Loudoun County Sheriff Michael L. Chapman said it was evident that the detention center staff would benefit from the specialized training. The actual number of inmates who struggle with mental health issues is likely to be higher than the documented percentage, Chapman said, “so there’s a fair sense that any deputy at the ADC is going to encounter a situation involving mental illness.”

The 40-hour training program, which follows an instruction model developed at the University of Memphis, includes classroom instruction, role-play exercises and visits to Loudoun Mental Psychiatric Services, a homeless shelter, and Loudoun’s Mental Health, Substance Abuse and Developmental Services, authorities said.

The most recent course was led by deputies certified in crisis intervention training, representatives from Loudoun’s mental health services, the Alexandria Police Department and other experts. They introduced trainees to the medical, social, psychological and legal implications of mental illness. Certain elements of the program were adapted to fit scenarios that deputies at the adult detention center might encounter, said Beth Flaherty, mental health coordinator for the crisis intervention training program.

“We go over psychological mental illnesses. We discuss active listening skills, verbal de-escalation techniques, knowledge of community resources,” Flaherty said. The training also includes intervention techniques for officers responding to someone who might be suicidal, she said.

Beyond classroom lessons, Flaherty said, deputies are given an opportunity to experience what some people with mental illnesses go through, by taking part in an exercise that involves simulated auditory hallucinations.

Linda Cerniglia, law enforcement coordinator for the crisis intervention program, said that the exercise often makes a powerful impression on the trainees, showing them how difficult it might be for someone experiencing a mental health crisis to process a law enforcement officer’s instructions.

The deputies “actually put on iPods, and they’re instructed to fill out an application, to count out money, to go to the doctor and go through an evaluation, all while listening to voices in their head,” she said. “It really is a very eye-opening experience for the deputies.”

Cerniglia said that deputies have offered overwhelmingly positive feedback for the three days of role-play exercises.

“At first, students are very reluctant to do it - police don’t usually like to act in front of their peers,” she said. “But in the end, they love the role plays because it’s putting everything they’ve learned together.”

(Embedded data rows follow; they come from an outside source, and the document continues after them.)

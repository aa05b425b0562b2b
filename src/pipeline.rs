// src/pipeline.rs

use std::path::PathBuf;
use tracing::{debug, info};

use crate::config::PipelineConfig;
use crate::error::PipelineError;
use crate::history_request::HistoryRequest;
use crate::market_data::MarketDataProvider;
use crate::price_table::{PriceTable, PriceTableAssembler};
use crate::sector::SectorSummary;
use crate::session::{HttpSession, RequestThrottle};
use crate::sink;
use crate::ticker_fetcher::{FetchAccumulator, TickerFetcher};
use crate::ticker_registry::{self, TickerRecord};

/// What a completed run produced.
#[derive(Debug)]
pub struct RunReport {
    pub registry_size: usize,
    pub fetched: usize,
    pub failed: Vec<String>,
    pub pruned: Vec<String>,
    pub table: PriceTable,
    pub sectors: SectorSummary,
    pub price_table_path: PathBuf,
    pub sector_path: PathBuf,
}

/// registry -> per-ticker fetch -> price table -> sector summary -> CSV files.
pub struct Pipeline<P: MarketDataProvider> {
    config: PipelineConfig,
    provider: P,
}

impl<P: MarketDataProvider> Pipeline<P> {
    pub fn new(config: PipelineConfig, provider: P) -> Self {
        Pipeline { config, provider }
    }

    pub async fn run(&self, session: &HttpSession) -> Result<RunReport, PipelineError> {
        let records =
            ticker_registry::fetch_registry(session, &self.config.registry_url, self.config.ticker_limit).await?;
        self.run_with_records(&records).await
    }

    /// Runs every stage after the registry fetch on the given records.
    pub async fn run_with_records(&self, records: &[TickerRecord]) -> Result<RunReport, PipelineError> {
        let requests = HistoryRequest::create_history_requests(records, self.config.start_date, self.config.end_date);
        let throttle = RequestThrottle::new(self.config.request_delay);
        let outcomes = TickerFetcher::new(&self.provider, throttle).fetch_all(&requests).await;
        let accumulator = FetchAccumulator::from_outcomes(outcomes);
        info!(
            "Fetched {} of {} tickers ({} failed)",
            accumulator.fetched_count(),
            records.len(),
            accumulator.failed_count()
        );

        let assembly = PriceTableAssembler::assemble(&accumulator.prices)?;
        let survivors = assembly.table.symbols();
        info!(
            "Price table: {} business days x {} symbols ({} dropped for a late start)",
            assembly.table.df.height(),
            survivors.len(),
            assembly.pruned.len()
        );

        let sectors = SectorSummary::from_survivors(&survivors, &accumulator.sectors);
        for share in &sectors.shares {
            debug!("{} {}: {:?}", share.sector, share.percentage(), share.symbols);
        }

        let price_table_path = self.config.price_table_path();
        let sector_path = self.config.sector_path();
        sink::write_price_table(&assembly.table, &price_table_path)?;
        sink::write_sector_summary(&sectors, &sector_path)?;
        info!("Wrote {} and {}", price_table_path.display(), sector_path.display());

        Ok(RunReport {
            registry_size: records.len(),
            fetched: accumulator.fetched_count(),
            failed: accumulator.failures.into_iter().map(|(symbol, _)| symbol).collect(),
            pruned: assembly.pruned,
            table: assembly.table,
            sectors,
            price_table_path,
            sector_path,
        })
    }
}
// src/sink.rs

use polars::prelude::*;
use std::fs::File;
use std::path::Path;

use crate::error::PipelineError;
use crate::price_table::PriceTable;
use crate::sector::SectorSummary;

pub const SECTOR_COLUMN: &str = "Secteur";
pub const PERCENTAGE_COLUMN: &str = "Pourcentage";

/// Writes the price table as CSV, date first. The target directory must exist.
pub fn write_price_table(table: &PriceTable, path: &Path) -> Result<(), PipelineError> {
    let mut df = table.df.clone();
    let mut file = File::create(path)?;
    CsvWriter::new(&mut file).include_header(true).finish(&mut df)?;
    Ok(())
}

pub fn write_sector_summary(summary: &SectorSummary, path: &Path) -> Result<(), PipelineError> {
    let (sectors, percentages): (Vec<String>, Vec<String>) = summary.rows().into_iter().unzip();
    let mut df = DataFrame::new(vec![
        Series::new(SECTOR_COLUMN, sectors),
        Series::new(PERCENTAGE_COLUMN, percentages),
    ])?;

    let mut file = File::create(path)?;
    CsvWriter::new(&mut file).include_header(true).finish(&mut df)?;
    Ok(())
}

As the program has expanded and evolved in Loudoun, new elements have been added to the curriculum, Cerniglia said, including lessons from the Wounded Warrior Program on how to cope with a veteran who might be suffering from post-traumatic stress or traumatic brain injury. The training also has a lesson focused on working with people with autism and other developmental disabilities.

With 30 percent of deputies in the field now trained, Chapman said, the sheriff’s office has noticed that in several cases, relatives of someone with a mental illness will often request that particular deputy respond to an emergency.

The positive result for deputies in the field is clear, Chapman said, adding that it remains to be seen how the training will benefit the adult detention center.

“We’re interested in getting as much feedback as we can, to see what works, what doesn’t and how we might need to make it better,” he said.

The most recent training was the first of four classes that will be taught this year, with the goal of training the majority of the adult detention center deputies, the sheriff’s office said.

When the program started two years ago, the goal was to train 25 percent of sheriff’s deputies in crisis intervention techniques. Now, Chapman said, the goal is to train every deputy in the department.

It’s a long but important process, he said.

“You have to backfill positions; you have to pay overtime to cover some of the positions while people are in training,” he said. “But we’re working hard to do it.”